Great Nicobar island remains out of bounds as project controversy rages on
Activists, residents claimed the restriction on non-islanders was imposed to curb criticism against the project - Holistic Development of Great Nicobar Island.
The timeline goes thus:
HT reported on May 21 that there were restrictions on non-islanders travelling to Great Nicobar.
On May 24, the Directorate of Shipping Services (DSS), Andaman and Nicobar administration, tweeted that tickets to Campbell Bay-bound passenger vessels could be availed through STARS e-ticketing portal from 9am on May 25.
On May 25, several non-islanders and HT tried to book online tickets to Campbell Bay but failed, with the DSS website clearly mentioning the provision of booking tickets from Port Blair or Chennai to Campbell Bay was allowed only for islanders. But, tickets from Campbell Bay to Port Blair and Chennai were available for non-islanders also.
Read: Great Nicobar plan needs transparency
Asked why non-islanders were being barred from travelling to Campbell Bay, which is not a tribal area and is usually open to tourists, the Andaman and Nicobar administration did not respond to HT’s queries till the time of this report going to print. On May 19, in response to a separate batch of queries by HT, the administration had said that travel to Nicobar is permitted, however, visits to tribal area requires a tribal pass as per the Andaman and Nicobar Islands (Protection of Aboriginal Tribes) Regulation.
The DSS website said on Thursday: “Passengers travelling to Nicobar group of islands must possess tribal pass... foreign nationals are not permitted to travel beyond Hut Bay (Little Andaman).” Nicobar district has three sub-divisions – Car Nicobar, Nancowry and Great Nicobar. Campbell bay is a part of Great Nicobar Island, and is open for Indian tourists.
HT’s May 21 report cited activists and residents who claimed the restriction on non-islanders, was imposed to curb criticism against the ₹72,000 crore project called the Holistic Development of Great Nicobar Island. The Andaman and Nicobar Islands administration is concerned about outsiders influencing the views of indigenous people living there on the infrastructure project, they said.
“Non-islanders are not being allowed into the Great Nicobar area, including Campbell Bay. Only those with islander passes, which is proof that they are residents of Campbell Bay, can enter the village or enter Great Nicobar by air or ships,” a member of the elected panchayat (village council) of Great Nicobar said over the phone on condition of anonymity.
“Campbell Bay is not a tribal area and entry of non-islanders was permitted here before.

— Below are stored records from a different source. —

//! Session and OTP flow core for the DacSan mobile client.
//!
//! The UI layer above this crate is plain screens; everything stateful
//! lives here:
//!
//! - [`SessionStore`] — the single source of truth for the logged-in user,
//!   synchronized with a durable [`KeyValueStore`].
//! - [`OtpFlow`] — the send/verify controller for email and phone changes,
//!   with an owned resend countdown.
//! - [`AccountService`] / [`ProfileService`] — high-level flows combining
//!   the REST client with the session store.
//! - [`validation`] — the local form checks that run before any request.
//!
//! # Example
//!
//! ```rust,ignore
//! use std::sync::Arc;
//! use dacsan_api::ApiClient;
//! use dacsan_auth::{AccountService, MemoryStore, SessionStore};
//!
//! let api = Arc::new(ApiClient::new("http://10.0.187.144:3001/api")?);
//! let session = Arc::new(SessionStore::new(Arc::new(MemoryStore::new()), api.clone()));
//! session.bootstrap().await?;
//!
//! let account = AccountService::new(api, session);
//! let response = account.login("anh@example.com", "secret").await?;
//! ```

pub mod account;
pub mod otp;
pub mod profile;
pub mod session;
pub mod storage;
pub mod validation;

pub use account::AccountService;
pub use otp::{
    OtpChannel, OtpFlow, OtpState, OtpStep, PendingTarget, ProfileOtpApi, OTP_RESEND_WINDOW_SECS,
};
pub use profile::ProfileService;
pub use session::{NullTokenSink, Session, SessionError, SessionStore, TokenSink};
pub use storage::{keys, KeyValueStore, MemoryStore, StorageError, StorageResult};

pub use dacsan_api as api;
//! Key-value persistence boundary.
//!
//! The app persists its session under a handful of fixed string keys. The
//! actual backend (device storage, a file, an in-memory map in tests) sits
//! behind [`KeyValueStore`]; the session layer is the only writer of these
//! keys.

use std::collections::HashMap;
use std::sync::{Mutex, MutexGuard};

use async_trait::async_trait;
use thiserror::Error;

/// Fixed storage keys for session data.
pub mod keys {
    pub const SESSION_ID: &str = "sessionId";
    pub const USER_DATA: &str = "userData";
    pub const ACCESS_TOKEN: &str = "accessToken";
    pub const REFRESH_TOKEN: &str = "refreshToken";
    /// Legacy alias of `accessToken`; older builds read this key, so both
    /// are written in sync.
    pub const USER_TOKEN: &str = "userToken";

    /// Every key the session layer owns, in clear order.
    pub const SESSION_KEYS: [&str; 5] = [
        SESSION_ID,
        USER_DATA,
        ACCESS_TOKEN,
        REFRESH_TOKEN,
        USER_TOKEN,
    ];
}

/// Result type for storage operations.
pub type StorageResult<T> = std::result::Result<T, StorageError>;

/// Storage backend errors.
#[derive(Debug, Error)]
pub enum StorageError {
    #[error("storage backend error: {0}")]
    Backend(String),
}

/// Asynchronous string-keyed durable store.
#[async_trait]
pub trait KeyValueStore: Send + Sync {
    async fn get(&self, key: &str) -> StorageResult<Option<String>>;
    async fn set(&self, key: &str, value: &str) -> StorageResult<()>;
    async fn remove(&self, key: &str) -> StorageResult<()>;
    async fn clear(&self) -> StorageResult<()>;
}

/// In-process store. Used by tests and as a default backend when the host
/// platform wires in nothing else.
#[derive(Default)]
pub struct MemoryStore {
    entries: Mutex<HashMap<String, String>>,
}

impl MemoryStore {
    pub fn new() -> Self {
        Self::default()
    }

    fn entries(&self) -> StorageResult<MutexGuard<'_, HashMap<String, String>>> {
        self.entries
            .lock()
            .map_err(|_| StorageError::Backend("store mutex poisoned".into()))
    }
}

#[async_trait]
impl KeyValueStore for MemoryStore {
    async fn get(&self, key: &str) -> StorageResult<Option<String>> {
        Ok(self.entries()?.get(key).cloned())
    }

    async fn set(&self, key: &str, value: &str) -> StorageResult<()> {
        self.entries()?.insert(key.to_string(), value.to_string());
        Ok(())
    }

    async fn remove(&self, key: &str) -> StorageResult<()> {
        self.entries()?.remove(key);
        Ok(())
    }

    async fn clear(&self) -> StorageResult<()> {
        self.entries()?.clear();
        Ok(())
    }
}

#[cfg(test)]
mod tests {
    use super::*;

    #[tokio::test]
    async fn memory_store_round_trips() {
        let store = MemoryStore::new();
        assert!(store.get("missing").await.unwrap().is_none());

        store.set(keys::ACCESS_TOKEN, "abc").await.unwrap();
        assert_eq!(
            store.get(keys::ACCESS_TOKEN).await.unwrap().as_deref(),
            Some("abc")
        );

        store.remove(keys::ACCESS_TOKEN).await.unwrap();
        assert!(store.get(keys::ACCESS_TOKEN).await.unwrap().is_none());

        store.set("a", "1").await.unwrap();
        store.set("b", "2").await.unwrap();
        store.clear().await.unwrap();
        assert!(store.get("a").await.unwrap().is_none());
        assert!(store.get("b").await.unwrap().is_none());
    }
}
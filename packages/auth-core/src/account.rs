//! High-level account flows: login, registration, password reset, logout.
//!
//! Each flow calls the backend and, where the response carries a session,
//! applies it to the [`SessionStore`]. The envelope is handed back to the
//! caller untouched so screens keep access to the server's message.

use std::sync::Arc;

use tracing::{info, warn};

use dacsan_api::{
    ApiClient, ApiResponse, CheckSessionRequest, LoginRequest, LoginResponse, LogoutRequest,
    OtpSendResponse, PasswordResetOtpRequest, RegisterRequest, RegisterResponse,
    ResetPasswordWithOtpRequest, SendRegistrationOtpRequest, VerifyRegistrationOtpRequest,
    VerifyRegistrationResponse,
};

use crate::session::{SessionError, SessionStore};
use crate::validation::{is_valid_email, validate_password};

pub struct AccountService {
    api: Arc<ApiClient>,
    session: Arc<SessionStore>,
}

impl AccountService {
    pub fn new(api: Arc<ApiClient>, session: Arc<SessionStore>) -> Self {
        Self { api, session }
    }

    /// Log in and persist the returned session.
    pub async fn login(
        &self,
        email_or_username: &str,
        password: &str,
    ) -> Result<ApiResponse<LoginResponse>, SessionError> {
        let response = self
            .api
            .login(&LoginRequest {
                email_or_username: email_or_username.to_string(),
                password: password.to_string(),
            })
            .await;

        if response.success {
            if let Some(data) = &response.data {
                let tokens = data.tokens.as_ref();
                self.session
                    .login(
                        data.session.session_id.clone(),
                        data.user.clone(),
                        tokens.map(|t| t.access_token.clone()),
                        tokens.map(|t| t.refresh_token.clone()),
                    )
                    .await?;
                info!(user = %data.user.username, "Logged in");
            }
        }
        Ok(response)
    }

    /// Direct (non-OTP) registration. Does not log in.
    pub async fn register(&self, request: &RegisterRequest) -> ApiResponse<RegisterResponse> {
        self.api.register(request).await
    }

    pub async fn send_registration_otp(
        &self,
        request: &SendRegistrationOtpRequest,
    ) -> ApiResponse<OtpSendResponse> {
        self.api.send_registration_otp(request).await
    }

    /// Redeem a registration OTP. A successful verify doubles as the first
    /// login: the returned user and token pair are persisted as a fresh
    /// session.
    pub async fn verify_registration(
        &self,
        request: &VerifyRegistrationOtpRequest,
    ) -> Result<ApiResponse<VerifyRegistrationResponse>, SessionError> {
        let response = self.api.verify_registration_otp(request).await;

        if response.success {
            if let Some(data) = &response.data {
                // No server session id in this response; the user id
                // stands in until the next full login.
                self.session
                    .login(
                        data.user.id.to_string(),
                        data.user.clone(),
                        Some(data.tokens.access_token.clone()),
                        Some(data.tokens.refresh_token.clone()),
                    )
                    .await?;
                info!(user = %data.user.username, "Registered and logged in");
            }
        }
        Ok(response)
    }

    /// Request a password-reset code for the given email.
    pub async fn request_password_reset(&self, email: &str) -> ApiResponse<OtpSendResponse> {
        if !is_valid_email(email) {
            return ApiResponse::field_failure("email", "Email không hợp lệ");
        }
        self.api
            .send_password_reset_otp(&PasswordResetOtpRequest {
                email: email.to_string(),
            })
            .await
    }

    /// Redeem a password-reset code with the new password.
    pub async fn reset_password(
        &self,
        email: &str,
        otp_code: &str,
        new_password: &str,
    ) -> ApiResponse<()> {
        if let Err(message) = validate_password(new_password) {
            return ApiResponse::field_failure("newPassword", message);
        }
        self.api
            .reset_password_with_otp(&ResetPasswordWithOtpRequest {
                email: email.to_string(),
                otp_code: otp_code.to_string(),
                new_password: new_password.to_string(),
            })
            .await
    }

    /// Log out. The server call is best-effort: the local session is
    /// cleared no matter what the backend says.
    pub async fn logout(&self) -> Result<(), SessionError> {
        if let Some(session) = self.session.current_session() {
            if !session.session_id.is_empty() {
                let response = self
                    .api
                    .logout(&LogoutRequest {
                        session_id: session.session_id,
                    })
                    .await;
                if !response.success {
                    warn!(message = %response.message, "Server logout failed, clearing local session anyway");
                }
            }
        }
        self.session.logout().await
    }

    /// Ask the backend whether the stored session is still valid.
    pub async fn check_session(&self) -> bool {
        let Some(session) = self.session.current_session() else {
            return false;
        };
        if session.session_id.is_empty() {
            return false;
        }
        self.api
            .check_session(&CheckSessionRequest {
                session_id: session.session_id,
            })
            .await
            .success
    }
}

It’s only being imposed in the past couple of months.”
Read: Online tickets to Andaman and Nicobar islands back amid project row
The ₹72,000 crore development project proposed by Niti Aayog involves building an international container transhipment terminal, an international airport with a capacity to handle 4,000 passengers every day, a township and area development, as well as a 450 MVA gas and solar based-power plant over 16,610 hectares in the island. The project has drawn widespread criticism from former bureaucrats, retired-defence personnel, legal experts, tribal rights activists, parliamentarians, financial analysts, anthropologists, seismologists and ecologists because of the possible wide-ranging impact of the project on tribes and the fragile ecology of the region which is highly vulnerable to seismic hazard.
The Tribal Council of Little and Great Nicobar had in November 2022 withdrawn the no-objection certificate (NOC) given in August last year for diversion of forest land, roughly half of which is tribal reserve land, for the controversial Great Nicobar township and other infrastructure projects, HT reported on April 14.
The withdrawal of the permission was after the council said it was not informed that the land being marked for development included areas and villages the communities lived in prior to the 2004 tsunami. The forest clearance to the project for diversion of 130.75 sqkm was granted on October 27 last year.
“As you are well aware, 84.10 sqkm of this diverted forest is a tribal reserve which is now set to be de-notified. We were not made aware of this information, nor were we shown on a map the extent of the Tribal Reserve area that falls within the proposed plan,” the letter by the Tribal Council said. “We were shocked and distressed to learn that parts of our pre-tsunami villages of Chingenh (along the south east coast) and Kokeon, Pulo Pacca, Pulo Baha and In-haeng-loi (along the southwest coast which are affiliated to the largest Great Nicobarese village Pulo Bhabhi) also will be denotified and diverted as part of holistic development plan of Great Nicobar.”
“We are aware of the restrictions imposed on outsiders. We are not against the development project but we want to return to our ancestral villages,” a tribal council member said last week over phone, seeking anonymity. “We are hoping to get a response from the government on sparing our ancestral villages.”
The National Green Tribunal (NGT) has constituted a high-powered committee headed by the secretary, Union environment ministry to revisit the environmental clearance (EC) granted by the environment ministry to the Great Nicobar township and area development and other infrastructure projects involving an area of 16,610 hectares in the ecologically fragile islands. Environmentalists have questioned the wisdom of having the secretary of the very ministry that granted EC to review it.